Subsequently, Caldera filed a motion for attorney’s fees. Under the FEHA, a court has the discretion to award reasonable attorney’s fees and costs to the prevailing party. In calculating the fee award, courts generally multiply the number of hours spent on the case by the attorney’s applicable hourly rate. Courts also frequently increase this amount by applying a multiplier to account for other factors such as the difficulty of the litigation and the novelty of the issues. While Caldera requested $2,468,365 in attorney’s fees, the court ultimately awarded him only $810,067.50. This was in part because the court found that Nevell’s requested $750 hourly rate was well above the average $450 to $550 hourly rate for attorneys in San Bernardino County. Caldera appealed.
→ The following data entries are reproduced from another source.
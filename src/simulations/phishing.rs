//! Email-borne lures: bank alerts, prize notices, password resets and overdue invoices.

use super::{Scenario, ScenarioBank, ScenarioContext, ScenarioOption, SimulationType};

pub struct PhishingBank;

impl ScenarioBank for PhishingBank {
    fn kind(&self) -> SimulationType {
        SimulationType::Phishing
    }

    fn scenarios(&self) -> &'static [Scenario] {
        SCENARIOS
    }
}

const SCENARIOS: &[Scenario] = &[
    Scenario {
        id: 1,
        title: "Suspicious Email from Bank",
        description: "You receive an email claiming to be from your bank asking for account verification.",
        context: ScenarioContext::Email {
            sender: "security@yourbank.com",
            subject: "URGENT: Account Verification Required",
            body: "Dear Valued Customer,\n\nWe have detected suspicious activity on your account and need to verify your identity immediately.\n\nPlease click the link below to verify your account details:\n[VERIFY ACCOUNT]\n\nIf you do not verify within 24 hours, your account will be suspended.\n\nThank you,\nBank Security Team",
        },
        options: [
            ScenarioOption {
                id: "a",
                text: "Click the link and provide information",
                correct: false,
                explanation: "Never click links in suspicious emails. Banks never ask for account verification via email.",
            },
            ScenarioOption {
                id: "b",
                text: "Forward to IT department",
                correct: true,
                explanation: "Forwarding suspicious emails to IT is the correct action for security threats.",
            },
            ScenarioOption {
                id: "c",
                text: "Reply with your account details",
                correct: false,
                explanation: "Never provide account details via email. This is a common phishing tactic.",
            },
            ScenarioOption {
                id: "d",
                text: "Delete the email",
                correct: false,
                explanation: "While deleting is okay, reporting to IT is better for security awareness.",
            },
        ],
    },
    Scenario {
        id: 2,
        title: "Prize Notification",
        description: "You receive an email claiming you won a prize.",
        context: ScenarioContext::Email {
            sender: "prizes@lottery.com",
            subject: "CONGRATULATIONS! You Won $10,000!",
            body: "Congratulations!\n\nYou have been selected as a winner in our annual lottery!\nYour prize: $10,000 USD\n\nTo claim your prize, please click the link below and provide your banking information:\n[CLAIM PRIZE]\n\nThis offer expires in 24 hours.\n\nBest regards,\nLottery Commission",
        },
        options: [
            ScenarioOption {
                id: "a",
                text: "Click to claim your prize",
                correct: false,
                explanation: "This is likely a scam. Legitimate lotteries don't contact winners via email.",
            },
            ScenarioOption {
                id: "b",
                text: "Delete the email",
                correct: true,
                explanation: "Delete suspicious prize emails. If you didn't enter a lottery, you didn't win.",
            },
            ScenarioOption {
                id: "c",
                text: "Reply asking for more details",
                correct: false,
                explanation: "Don't engage with suspicious emails. This confirms your email is active.",
            },
            ScenarioOption {
                id: "d",
                text: "Forward to friends",
                correct: false,
                explanation: "Don't spread potential scams to others.",
            },
        ],
    },
    Scenario {
        id: 3,
        title: "Password Reset Request",
        description: "You receive an email about a password reset you didn't request.",
        context: ScenarioContext::Email {
            sender: "noreply@company.com",
            subject: "Password Reset Request",
            body: "Hello,\n\nWe received a request to reset your password for your account.\n\nIf you made this request, click the link below to reset your password:\n[RESET PASSWORD]\n\nIf you did not make this request, please ignore this email.\n\nBest regards,\nIT Support Team",
        },
        options: [
            ScenarioOption {
                id: "a",
                text: "Click the reset link",
                correct: false,
                explanation: "If you didn't request a reset, this could be a phishing attempt.",
            },
            ScenarioOption {
                id: "b",
                text: "Go directly to the company website",
                correct: true,
                explanation: "Always go directly to the official website, never click email links.",
            },
            ScenarioOption {
                id: "c",
                text: "Reply to the email",
                correct: false,
                explanation: "Don't reply to suspicious emails. Contact IT directly if needed.",
            },
            ScenarioOption {
                id: "d",
                text: "Forward to IT security",
                correct: true,
                explanation: "Forwarding suspicious emails to IT security is a good practice.",
            },
        ],
    },
    Scenario {
        id: 4,
        title: "Invoice Payment",
        description: "You receive an email with an urgent invoice payment request.",
        context: ScenarioContext::Email {
            sender: "billing@supplier.com",
            subject: "URGENT: Invoice Payment Overdue",
            body: "Dear Customer,\n\nYour invoice #INV-2024-001 is overdue.\nAmount: $2,500.00\nDue Date: Yesterday\n\nPlease click the link below to make immediate payment:\n[PAY INVOICE]\n\nFailure to pay may result in legal action.\n\nThank you,\nBilling Department",
        },
        options: [
            ScenarioOption {
                id: "a",
                text: "Click the payment link",
                correct: false,
                explanation: "Never click payment links in emails. Verify the invoice first.",
            },
            ScenarioOption {
                id: "b",
                text: "Contact the company directly",
                correct: true,
                explanation: "Contact the company directly using known contact information.",
            },
            ScenarioOption {
                id: "c",
                text: "Reply asking for invoice details",
                correct: false,
                explanation: "Don't engage with suspicious emails. Contact the company directly.",
            },
            ScenarioOption {
                id: "d",
                text: "Forward to accounting department",
                correct: true,
                explanation: "Forwarding to accounting for verification is appropriate.",
            },
        ],
    },
];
On appeal, the court concluded that if an employee must hire out-of-town counsel, the trial court, when setting the hourly rate, must consider the attorney’s home market rate, rather than the local market rate. The court reasoned that there was unrefuted evidence that Caldera was unable to find an attorney who would take his case in the Inland Empire, and it noted that the hourly rate the trial court applied was lower than similarly experienced attorneys in Los Angeles County. Thus, the court directed the trial court to recalculate the fee award based on Nevell’s home market rate.
Caldera v. Dep’t of Corr. & Rehab. (2020) 48 Cal.App.5th 601.
This case demonstrates how substantial attorney’s fee awards can be in employment litigation. Attorney’s fees can be far greater than expected if the employee has to use legal counsel from outside the area.